• [TRY IT]: For the listing below, output exactly the lines from the line with "Self::UpdateUser | Self::PatchUser |" up to and including the line with "pub fn payload(self)", and no other lines.

• [INFORMATION PROVIDED]:
//! One scenario per reqres.in endpoint.
//!
//! A [`Scenario`] pairs a request (method, path, optional fixture payload)
//! with the contract its response must satisfy. Running it sends the request
//! through an [`Executor`] and verifies the whole contract, so a single
//! failure report lists every mismatch.

use std::fmt;
use std::time::Duration;

use reqcheck_application::{Executor, HarnessResult, HttpClient};
use reqcheck_domain::fixture::Fixture;
use reqcheck_domain::{ContractReport, Expectation, HttpMethod, ResponseContract};
use reqcheck_infrastructure::ContractRunner;
use serde_json::Value;
use tracing::info;

use crate::fixtures::{UserData, field_expectations, fuchsia_rose, janet_weaver};

/// Token reqres.in issues for `eve.holt@reqres.in`.
pub const LOGIN_TOKEN: &str = "QpwL5tke4Pnpja7X4";

/// Upper bound for the delayed endpoint, which waits three seconds.
pub const DELAYED_RESPONSE_CEILING: Duration = Duration::from_secs(5);

/// Every case in the catalog.
#[derive(Debug, Clone, Copy, PartialEq, Eq, Hash)]
pub enum Scenario {
    /// `GET api/users?page=2`
    ListUsers,
    /// `GET api/users/2`
    SingleUser,
    /// `GET api/users/23`
    SingleUserNotFound,
    /// `GET api/unknown`
    ListResources,
    /// `GET api/unknown/2`
    SingleResource,
    /// `GET api/unknown/23`
    SingleResourceNotFound,
    /// `POST api/users`
    CreateUser,
    /// `PUT api/users/2`
    UpdateUser,
    /// `PATCH api/users/2`
    PatchUser,
    /// `DELETE api/users/2`
    DeleteUser,
    /// `POST api/register` with a password
    RegisterSuccessful,
    /// `POST api/register` without a password
    RegisterUnsuccessful,
    /// `POST api/login` with a password
    LoginSuccessful,
    /// `POST api/login` without a password
    LoginUnsuccessful,
    /// `GET api/users?delay=3`
    DelayedResponse,
}

impl Scenario {
    /// Returns all scenarios in catalog order.
    #[must_use]
    pub const fn all() -> &'static [Self] {
        &[
            Self::ListUsers,
            Self::SingleUser,
            Self::SingleUserNotFound,
            Self::ListResources,
            Self::SingleResource,
            Self::SingleResourceNotFound,
            Self::CreateUser,
            Self::UpdateUser,
            Self::PatchUser,
            Self::DeleteUser,
            Self::RegisterSuccessful,
            Self::RegisterUnsuccessful,
            Self::LoginSuccessful,
            Self::LoginUnsuccessful,
            Self::DelayedResponse,
        ]
    }

    /// Name used in reports and logs.
    #[must_use]
    pub const fn name(self) -> &'static str {
        match self {
            Self::ListUsers => "list users",
            Self::SingleUser => "single user",
            Self::SingleUserNotFound => "single user not found",
            Self::ListResources => "list resources",
            Self::SingleResource => "single resource",
            Self::SingleResourceNotFound => "single resource not found",
            Self::CreateUser => "create user",
            Self::UpdateUser => "update user",
            Self::PatchUser => "patch user",
            Self::DeleteUser => "delete user",
            Self::RegisterSuccessful => "register successful",
            Self::RegisterUnsuccessful => "register unsuccessful",
            Self::LoginSuccessful => "login successful",
            Self::LoginUnsuccessful => "login unsuccessful",
            Self::DelayedResponse => "delayed response",
        }
    }

    /// HTTP method of the request.
    #[must_use]
    pub const fn method(self) -> HttpMethod {
        match self {
            Self::CreateUser
            | Self::RegisterSuccessful
            | Self::RegisterUnsuccessful
            | Self::LoginSuccessful
            | Self::LoginUnsuccessful => HttpMethod::Post,
            Self::UpdateUser => HttpMethod::Put,
            Self::PatchUser => HttpMethod::Patch,
            Self::DeleteUser => HttpMethod::Delete,
            _ => HttpMethod::Get,
        }
    }

    /// Request path relative to the base URL, query included.
    #[must_use]
    pub const fn path(self) -> &'static str {
        match self {
            Self::ListUsers => "api/users?page=2",
            Self::SingleUser => "api/users/2",
            Self::SingleUserNotFound => "api/users/23",
            Self::ListResources => "api/unknown",
            Self::SingleResource => "api/unknown/2",
            Self::SingleResourceNotFound => "api/unknown/23",
            Self::CreateUser => "api/users",
            Self::UpdateUser | Self::PatchUser | Self::DeleteUser => "api/users/2",
            Self::RegisterSuccessful | Self::RegisterUnsuccessful => "api/register",
            Self::LoginSuccessful | Self::LoginUnsuccessful => "api/login",
            Self::DelayedResponse => "api/users?delay=3",
        }
    }

    /// Request payload, if the scenario sends one.
    #[must_use]
    pub fn payload(self) -> Option<Fixture<UserData>> {
        let user = Fixture::<UserData>::builder();
        let payload = match self {
            Self::CreateUser => user
                .set(UserData::NAME, "morpheus")
                .set(UserData::JOB, "leader"),
            Self::UpdateUser | Self::PatchUser => user
                .set(UserData::NAME, "morpheus")
                .set(UserData::JOB, "zion resident"),
            Self::RegisterSuccessful => user
                .set(UserData::EMAIL, "eve.holt@reqres.in")
                .set(UserData::PASSWORD, "pistol"),
            Self::RegisterUnsuccessful => user.set(UserData::EMAIL, "eve.holt@reqres.in"),
            Self::LoginSuccessful => user
                .set(UserData::EMAIL, "eve.holt@reqres.in")
                .set(UserData::PASSWORD, "cityslicka"),
            Self::LoginUnsuccessful => user.set(UserData::EMAIL, "peter@klaven"),
            _ => return None,
        };
        Some(payload.build())
    }

    /// Contract the response must satisfy.
    ///
    /// # Errors
    ///
    /// Returns a serialization error if a fixture used for the expected
    /// values cannot be encoded.
    pub fn contract(self) -> HarnessResult<ResponseContract> {
        let contract = ResponseContract::new(self.name());

        let contract = match self {
            Self::ListUsers => contract
                .status(200)
                .expect(Expectation::equals("page", 2))
                .expect(Expectation::equals("total", 12)),
            Self::SingleUser => contract
                .status(200)
                .expect_all(field_expectations("data", &janet_weaver())?),
            Self::SingleUserNotFound | Self::SingleResourceNotFound => {
                contract.status(404).body("{}")
            }
            Self::ListResources => contract
                .status(200)
                .expect(Expectation::equals("total", 12)),
            Self::SingleResource => contract
                .status(200)
                .expect_all(field_expectations("data", &fuchsia_rose())?),
            Self::CreateUser => contract
                .status(201)
                .expect(Expectation::has_key("id"))
                .expect_all(self.echoed_fields()?)
                .expect(Expectation::has_key("createdAt")),
            Self::UpdateUser | Self::PatchUser => contract
                .status(200)
                .expect_all(self.echoed_fields()?)
                .expect(Expectation::has_key("updatedAt")),
            Self::DeleteUser => contract.status(204).body(""),
            Self::RegisterSuccessful => contract
                .status(200)
                .expect(Expectation::has_key("id"))
                .expect(Expectation::has_key("token")),
            Self::RegisterUnsuccessful | Self::LoginUnsuccessful => contract
                .status(400)
                .expect(Expectation::equals("error", "Missing password")),
            Self::LoginSuccessful => contract
                .status(200)
                .expect(Expectation::equals("token", LOGIN_TOKEN)),
            Self::DelayedResponse => contract
                .status(200)
                .max_elapsed(DELAYED_RESPONSE_CEILING),
        };

        Ok(contract)
    }

    /// `name` and `job` from the payload, expected back at the root.
    fn echoed_fields(self) -> HarnessResult<Vec<Expectation>> {
        let Some(payload) = self.payload() else {
            return Ok(Vec::new());
        };
        let echoed = Fixture::<UserData>::builder()
            .set_opt(UserData::JOB, payload.get(UserData::JOB).and_then(Value::as_str))
            .set_opt(UserData::NAME, payload.get(UserData::NAME).and_then(Value::as_str))
            .build();
        Ok(field_expectations("", &echoed)?)
    }

    /// Sends the request and evaluates the contract.
    ///
    /// # Errors
    ///
    /// Returns `HarnessError::Transport` if no response arrived and
    /// `HarnessError::Assertion` listing every mismatch otherwise.
    pub async fn run<C: HttpClient>(self, executor: &Executor<C>) -> HarnessResult<ContractReport> {
        let contract = self.contract()?;
        let payload = self.payload();

        let response = executor
            .execute(self.method(), self.path(), payload.as_ref())
            .await?;
        let report = ContractRunner::new().verify(&contract, &response)?;

        info!(scenario = self.name(), checks = report.total, "scenario passed");
        Ok(report)
    }
}

impl fmt::Display for Scenario {
    fn fmt(&self, f: &mut fmt::Formatter<'_>) -> fmt::Result {
        f.write_str(self.name())
    }
}

/// Lists users on page 2.
///
/// # Errors
///
/// See [`Scenario::run`].
pub async fn list_users<C: HttpClient>(executor: &Executor<C>) -> HarnessResult<()> {
    Scenario::ListUsers.run(executor).await.map(drop)
}

/// Fetches user 2 and checks every field.
///
/// # Errors
///
/// See [`Scenario::run`].
pub async fn single_user<C: HttpClient>(executor: &Executor<C>) -> HarnessResult<()> {
    Scenario::SingleUser.run(executor).await.map(drop)
}

/// Fetches a user that does not exist.
///
/// # Errors
///
/// See [`Scenario::run`].
pub async fn single_user_not_found<C: HttpClient>(executor: &Executor<C>) -> HarnessResult<()> {
    Scenario::SingleUserNotFound.run(executor).await.map(drop)
}

/// Lists resources.
///
/// # Errors
///
/// See [`Scenario::run`].
pub async fn list_resources<C: HttpClient>(executor: &Executor<C>) -> HarnessResult<()> {
    Scenario::ListResources.run(executor).await.map(drop)
}

/// Fetches resource 2 and checks every field.
///
/// # Errors
///
/// See [`Scenario::run`].
pub async fn single_resource<C: HttpClient>(executor: &Executor<C>) -> HarnessResult<()> {
    Scenario::SingleResource.run(executor).await.map(drop)
}

/// Fetches a resource that does not exist.
///
/// # Errors
///
/// See [`Scenario::run`].
pub async fn single_resource_not_found<C: HttpClient>(executor: &Executor<C>) -> HarnessResult<()> {
    Scenario::SingleResourceNotFound.run(executor).await.map(drop)
}

/// Creates a user.
///
/// # Errors
///
/// See [`Scenario::run`].
pub async fn create_user<C: HttpClient>(executor: &Executor<C>) -> HarnessResult<()> {
    Scenario::CreateUser.run(executor).await.map(drop)
}

/// Replaces user 2.
///
/// # Errors
///
/// See [`Scenario::run`].
pub async fn update_user<C: HttpClient>(executor: &Executor<C>) -> HarnessResult<()> {
    Scenario::UpdateUser.run(executor).await.map(drop)
}

/// Partially updates user 2.
///
/// # Errors
///
/// See [`Scenario::run`].
pub async fn patch_user<C: HttpClient>(executor: &Executor<C>) -> HarnessResult<()> {
    Scenario::PatchUser.run(executor).await.map(drop)
}

/// Deletes user 2.
///
/// # Errors
///
/// See [`Scenario::run`].
pub async fn delete_user<C: HttpClient>(executor: &Executor<C>) -> HarnessResult<()> {
    Scenario::DeleteUser.run(executor).await.map(drop)
}

/// Registers with email and password.
///
/// # Errors
///
/// See [`Scenario::run`].
pub async fn register_successful<C: HttpClient>(executor: &Executor<C>) -> HarnessResult<()> {
    Scenario::RegisterSuccessful.run(executor).await.map(drop)
}

/// Registers without a password.
///
/// # Errors
///
/// See [`Scenario::run`].
pub async fn register_unsuccessful<C: HttpClient>(executor: &Executor<C>) -> HarnessResult<()> {
    Scenario::RegisterUnsuccessful.run(executor).await.map(drop)
}

/// Logs in with email and password.
///
/// # Errors
///
/// See [`Scenario::run`].
pub async fn login_successful<C: HttpClient>(executor: &Executor<C>) -> HarnessResult<()> {
    Scenario::LoginSuccessful.run(executor).await.map(drop)
}

/// Logs in without a password.
///
/// # Errors
///
/// See [`Scenario::run`].
pub async fn login_unsuccessful<C: HttpClient>(executor: &Executor<C>) -> HarnessResult<()> {
    Scenario::LoginUnsuccessful.run(executor).await.map(drop)
}

/// Requests a response delayed by three seconds.
///
/// # Errors
///
/// See [`Scenario::run`].
pub async fn delayed_response<C: HttpClient>(executor: &Executor<C>) -> HarnessResult<()> {
    Scenario::DelayedResponse.run(executor).await.map(drop)
}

• [SOLUTION TO THE EXERCISE]:
            Self::UpdateUser | Self::PatchUser | Self::DeleteUser => "api/users/2",
            Self::RegisterSuccessful | Self::RegisterUnsuccessful => "api/register",
            Self::LoginSuccessful | Self::LoginUnsuccessful => "api/login",
            Self::DelayedResponse => "api/users?delay=3",
        }
    }

    /// Request payload, if the scenario sends one.
    #[must_use]
    pub fn payload(self) -> Option<Fixture<UserData>> {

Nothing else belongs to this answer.